Are we rapidly approaching an Orwellian state where the government will be able to simply turn on a computer, punch in your name and find out where you've been and what you've done today? With the rise of biometrics, this may already be a reality. In other words, the future is now.
Biometrics, the latest high-tech security measure being marketed as the protector of privacy, is instead an enormous threat to our privacy rights. Simply put, to verify a person's identity, biometric technology substitutes passwords and PIN numbers with body parts: a fingerprint, voice or iris or retina of the eye.
Resembling something out of a science fiction movie, biometric technology is being touted as privacy's friend. But civil rights groups, fearing widespread violations of our Fourth Amendment privacy rights, view these intrusive measures as privacy's foe.
The are a number of biometric techniques that use a unique body part or characteristic as an identifier. A person's voice, fingerprint, iris or retina can be scanned by camera, digitized and stored in a database--similar to scanning a bar code on merchandise. The most basic and widely used technique is fingerprint recognition. However, the iris scan is more advanced and is gaining in popularity. Other biometric identifiers include voice verification and retinal, facial and hand scanning.
The widespread use of biometrics is growing at an astounding pace, with sales expected to increase from 16.2 million in 1996 to 50 million in 1999. This technology is being used in widely diverse arenas, from financial institutions to correctional centers.
Biometrics is not used solely to protect access to an individual's private information.
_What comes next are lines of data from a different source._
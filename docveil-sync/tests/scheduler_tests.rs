//! Timer behaviour of the sync scheduler, on a paused tokio clock.

mod support;

use docveil_sync::{MemoryBlobStore, SyncConfig, SyncEngine, SyncError, SyncScheduler};
use pretty_assertions::assert_eq;
use std::sync::Arc;
use std::time::Duration;
use std::sync::atomic::Ordering;
use support::{FailingWrites, bob, client, open_existing, open_new};
use tokio::time::sleep;

fn quiet_polls() -> SyncConfig {
    SyncConfig {
        poll_interval_ms: 3_600_000,
        ..SyncConfig::default()
    }
}

// ── Debounced push ──

#[tokio::test(start_paused = true)]
async fn burst_of_edits_is_pushed_once() {
    let store = Arc::new(MemoryBlobStore::new());
    let session = open_new(store.clone()).await;
    let baseline = store.update_count();
    let engine = Arc::new(SyncEngine::new(session.clone(), client(store.clone())));
    let handle = SyncScheduler::start(engine, &quiet_polls());

    for i in 0..5 {
        session.record_insert(i, "x");
        handle.notify_edit();
        sleep(Duration::from_millis(100)).await;
    }
    assert_eq!(store.update_count(), baseline);

    sleep(Duration::from_millis(600)).await;
    assert_eq!(store.update_count(), baseline + 1);

    sleep(Duration::from_secs(10)).await;
    assert_eq!(store.update_count(), baseline + 1);
    handle.stop().await;
}

#[tokio::test(start_paused = true)]
async fn sync_now_skips_the_debounce() {
    let store = Arc::new(MemoryBlobStore::new());
    let session = open_new(store.clone()).await;
    let baseline = store.update_count();
    let engine = Arc::new(SyncEngine::new(session.clone(), client(store.clone())));
    let handle = SyncScheduler::start(engine, &quiet_polls());

    session.record_insert(0, "now");
    handle.sync_now().await.unwrap();
    sleep(Duration::from_millis(10)).await;

    assert_eq!(store.update_count(), baseline + 1);
    handle.stop().await;
}

#[tokio::test(start_paused = true)]
async fn failed_push_is_retried() {
    let store = Arc::new(MemoryBlobStore::new());
    let session = open_new(store.clone()).await;
    let baseline = store.update_count();
    let engine = Arc::new(SyncEngine::new(session.clone(), client(store.clone())));
    let handle = SyncScheduler::start(engine, &SyncConfig::default());

    store.set_offline(true).await;
    session.record_insert(0, "retry me");
    handle.notify_edit();
    sleep(Duration::from_millis(700)).await;
    assert_eq!(store.update_count(), baseline);

    store.set_offline(false).await;
    sleep(Duration::from_millis(2_600)).await;
    assert_eq!(store.update_count(), baseline + 1);
    handle.stop().await;
}

#[tokio::test(start_paused = true)]
async fn sync_now_keeps_unsent_edits_when_push_fails() {
    let store = Arc::new(FailingWrites::default());
    let session = open_new(store.clone()).await;
    session.add_member("bob", &bob().public).unwrap();
    let engine = Arc::new(SyncEngine::new(session.clone(), client(store.clone())));
    engine.push().await.unwrap();

    let bobs = Arc::new(
        open_existing(store.clone(), bob(), "bob", session.remote_id())
            .await
            .unwrap(),
    );
    bobs.record_insert(0, "remote");
    SyncEngine::new(bobs, client(store.clone()))
        .push()
        .await
        .unwrap();

    store.fail_updates.store(true, Ordering::SeqCst);
    let handle = SyncScheduler::start(engine, &quiet_polls());
    session.record_insert(0, "UNSENT ");
    handle.notify_edit();
    handle.sync_now().await.unwrap();
    sleep(Duration::from_millis(10)).await;
    assert_eq!(session.text(), "UNSENT ");

    store.fail_updates.store(false, Ordering::SeqCst);
    sleep(Duration::from_millis(2_600)).await;
    assert_eq!(session.text(), "UNSENT ");
    assert_eq!(
        open_existing(store.clone(), bob(), "bob", session.remote_id())
            .await
            .unwrap()
            .text(),
        "UNSENT "
    );
    handle.stop().await;
}

// ── Periodic pull ──

#[tokio::test(start_paused = true)]
async fn poll_picks_up_remote_edits() {
    let store = Arc::new(MemoryBlobStore::new());
    let session = open_new(store.clone()).await;
    session.add_member("bob", &bob().public).unwrap();
    let engine = Arc::new(SyncEngine::new(session.clone(), client(store.clone())));
    engine.push().await.unwrap();
    let handle = SyncScheduler::start(engine, &SyncConfig::default());

    let bobs = Arc::new(
        open_existing(store.clone(), bob(), "bob", session.remote_id())
            .await
            .unwrap(),
    );
    bobs.record_insert(0, "hello from bob");
    SyncEngine::new(bobs, client(store.clone()))
        .push()
        .await
        .unwrap();

    sleep(Duration::from_millis(2_600)).await;
    assert_eq!(session.text(), "hello from bob");
    handle.stop().await;
}

// ── Teardown ──

#[tokio::test(start_paused = true)]
async fn stop_suppresses_further_work() {
    let store = Arc::new(MemoryBlobStore::new());
    let session = open_new(store.clone()).await;
    let baseline_updates = store.update_count();
    let engine = Arc::new(SyncEngine::new(session.clone(), client(store.clone())));
    let handle = SyncScheduler::start(engine.clone(), &SyncConfig::default());

    handle.stop().await;
    let baseline_reads = store.read_count();

    session.record_insert(0, "after stop");
    sleep(Duration::from_secs(30)).await;

    assert_eq!(store.update_count(), baseline_updates);
    assert_eq!(store.read_count(), baseline_reads);
    assert!(engine.is_torn_down());
    assert!(matches!(engine.push().await, Err(SyncError::SessionClosed)));
}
It can also be used to gather and store information about someone's whereabouts. In Cooke County, Illinois, for example, inmates are subjected to retinal scanning and tracked. The Immigration and Naturalization Service is now using hand scanners and voice recognition to keep tabs on those entering and leaving the country. Even college dining halls, such as the one at the University of Georgia, have resorted to biometrics to supervise and track student diners.
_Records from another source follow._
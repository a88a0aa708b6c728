//! Sync configuration.

use crate::error::{SyncError, SyncResult};
use serde::{Deserialize, Serialize};
use std::time::Duration;

/// Configuration for a document sync session.
#[derive(Clone, Debug, PartialEq, Eq, Serialize, Deserialize)]
#[serde(default)]
pub struct SyncConfig {
    /// Delay after the last local edit before a push runs (milliseconds).
    pub push_debounce_ms: u64,

    /// Interval between pulls of the remote blob (milliseconds).
    pub poll_interval_ms: u64,

    /// Prefix of the remote blob name; the document id and `.json` follow.
    pub blob_name_prefix: String,

    /// Retry delay for a push that failed with a recoverable error (milliseconds).
    pub push_retry_ms: u64,
}

impl Default for SyncConfig {
    fn default() -> Self {
        Self {
            push_debounce_ms: 600,
            poll_interval_ms: 2_500,
            blob_name_prefix: "E2EE_Doc_".to_string(),
            push_retry_ms: 2_500,
        }
    }
}

impl SyncConfig {
    /// Parses a (possibly partial) JSON config; missing fields use defaults.
    pub fn from_json(json: &str) -> SyncResult<Self> {
        let config: Self = serde_json::from_str(json)?;
        config.validate()?;
        Ok(config)
    }

    /// Rejects configurations the scheduler cannot run with.
    pub fn validate(&self) -> SyncResult<()> {
        if self.push_debounce_ms == 0 {
            return Err(SyncError::Config("push_debounce_ms must be > 0".into()));
        }
        if self.poll_interval_ms == 0 {
            return Err(SyncError::Config("poll_interval_ms must be > 0".into()));
        }
        if self.push_retry_ms == 0 {
            return Err(SyncError::Config("push_retry_ms must be > 0".into()));
        }
        if self.blob_name_prefix.contains('/') {
            return Err(SyncError::Config(
                "blob_name_prefix must not contain '/'".into(),
            ));
        }
        Ok(())
    }

    pub fn push_debounce(&self) -> Duration {
        Duration::from_millis(self.push_debounce_ms)
    }

    pub fn poll_interval(&self) -> Duration {
        Duration::from_millis(self.poll_interval_ms)
    }

    pub fn push_retry(&self) -> Duration {
        Duration::from_millis(self.push_retry_ms)
    }

    /// Name of the remote blob holding `doc_id`.
    pub fn blob_name(&self, doc_id: &str) -> String {
        format!("{}{doc_id}.json", self.blob_name_prefix)
    }
}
Employers are even using biometrics to gauge employee productivity. For example, Coca-Cola, requires its employees to use hand scanning instead of conventional time clocks to keep tabs on workers. This prevents one employee from clocking in or out for another.
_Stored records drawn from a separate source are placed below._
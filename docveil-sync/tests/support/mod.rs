//! Shared helpers for sync integration tests.

#![allow(dead_code)]

use async_trait::async_trait;
use docveil_crypto::{IdentityKeyPair, generate_identity_keypair};
use docveil_oplog::Snapshot;
use docveil_sync::{
    BlobMeta, BlobStore, CredentialManager, DocumentSession, MemoryBlobStore, OpenParams,
    RemoteBlob, Renderer, StaticToken, StoreClient, SyncConfig, SyncError, SyncResult,
};
use std::sync::atomic::{AtomicBool, Ordering};
use std::sync::{Arc, Mutex, OnceLock};
use tokio::sync::Notify;

pub fn alice() -> &'static IdentityKeyPair {
    static KEY: OnceLock<IdentityKeyPair> = OnceLock::new();
    KEY.get_or_init(|| generate_identity_keypair().unwrap())
}

pub fn bob() -> &'static IdentityKeyPair {
    static KEY: OnceLock<IdentityKeyPair> = OnceLock::new();
    KEY.get_or_init(|| generate_identity_keypair().unwrap())
}

pub fn client(store: Arc<dyn BlobStore>) -> StoreClient {
    let credentials = CredentialManager::new(Arc::new(StaticToken::new("test-token")));
    StoreClient::new(store, Arc::new(credentials))
}

/// Creates a new document owned by alice.
pub async fn open_new(store: Arc<dyn BlobStore>) -> Arc<DocumentSession> {
    let session = DocumentSession::open(
        &client(store),
        alice(),
        OpenParams::new("doc-1", "alice").with_client_id("alice-client"),
        &SyncConfig::default(),
    )
    .await
    .unwrap();
    Arc::new(session)
}

/// Opens an existing blob as `member`.
pub async fn open_existing(
    store: Arc<dyn BlobStore>,
    identity: &IdentityKeyPair,
    member: &str,
    remote_id: &str,
) -> SyncResult<DocumentSession> {
    DocumentSession::open(
        &client(store),
        identity,
        OpenParams::new("doc-1", member)
            .with_remote_id(remote_id)
            .with_client_id(format!("{member}-client")),
        &SyncConfig::default(),
    )
    .await
}

/// Renderer that records every rendered text.
#[derive(Default)]
pub struct RecordingRenderer {
    pub rendered: Mutex<Vec<String>>,
}

impl Renderer for RecordingRenderer {
    fn render(&self, snapshot: &Snapshot) {
        self.rendered.lock().unwrap().push(snapshot.text.clone());
    }
}

/// Store whose reads block until released, for observing in-flight cycles.
#[derive(Default)]
pub struct GatedStore {
    pub inner: MemoryBlobStore,
    pub read_entered: Notify,
    pub release: Notify,
}

#[async_trait]
impl BlobStore for GatedStore {
    async fn read(&self, token: &str, id: &str) -> SyncResult<RemoteBlob> {
        self.read_entered.notify_one();
        self.release.notified().await;
        self.inner.read(token, id).await
    }

    async fn create(&self, token: &str, name: &str) -> SyncResult<String> {
        self.inner.create(token, name).await
    }

    async fn update(&self, token: &str, id: &str, text: &str) -> SyncResult<BlobMeta> {
        self.inner.update(token, id, text).await
    }
}

/// Store whose updates can be switched to fail while reads keep working.
#[derive(Default)]
pub struct FailingWrites {
    pub inner: MemoryBlobStore,
    pub fail_updates: AtomicBool,
}

#[async_trait]
impl BlobStore for FailingWrites {
    async fn read(&self, token: &str, id: &str) -> SyncResult<RemoteBlob> {
        self.inner.read(token, id).await
    }

    async fn create(&self, token: &str, name: &str) -> SyncResult<String> {
        self.inner.create(token, name).await
    }

    async fn update(&self, token: &str, id: &str, text: &str) -> SyncResult<BlobMeta> {
        if self.fail_updates.load(Ordering::SeqCst) {
            return Err(SyncError::Transport("write rejected".into()));
        }
        self.inner.update(token, id, text).await
    }
}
With the biometric capability called "keystroke dynamics," which identifies individuals by their typing pattern, much like a fingerprint, many fear that employees will be monitored every minute of the day without their knowledge.
The biggest customers of this technology are credit card companies and banks, which use biometrics to protect against fraud and theft. From the private sector to the government, many institutions are relying on this electronic "security guard." In California, New Jersey and New York, the government has instituted biometrics to protect against welfare fraud, by requiring welfare recipients to have their fingerprints scanned.
"If banks can require our fingerprints today, what's next? Urine samples and blood tests?" asked an official from the California Public Interest Research Group. Advocates claim that biometrics is a protection against widespread fraud and theft. But Deborah Hurley of Harvard's Information Infrastructure Project cautions, "biometrics is using a hammer to kill a fly."
The risks to personal privacy that are inherent in biometrics are both numerous and severe. The selling or sharing of biometrical information is a potentially disastrous problem. Many fear that the database banks created for the purpose of verifying the identity of a customer or consumer will be shared or used for nefarious purposes. Imagine a future where companies sell your biological information and related consumer or financial profile, much like they sell your mailing address and phone number today.
Even worse than selling your personal information is someone stealing your identity. Bruce Schneier, president of a computer security firm, warns, "Biometrics is not a panacea." While an actual physical fingerprint is hard to steal, biometrics requires digitalization of a fingerprint or retina. However, "once it goes digital, it can be intercepted." Unlike a password, where if stolen it can be canceled and replaced with a new one, "once your fingerprints have been compromised, you can't get new ones."
Fortunately, some states are acknowledging the hazards posed by biometrics. Connecticut passed legislation prohibiting the use of captured biometric information for anything other than its intended purpose. Earlier this year, a bill was introduced in California that "treated biometrics like narcotics" making it a crime to "traffic" biometric information.
But overall the technology is advancing far more rapidly than the laws, leaving an unregulated "brave new world" of biometrics. "Who is entitled to this information?" asked Barry Steinhardt, an associate director of the American Civil Liberties Union. "What is the form of consent, and is it truly voluntary? What security is there against theft?" These vitally important questions remain unanswered and unheeded.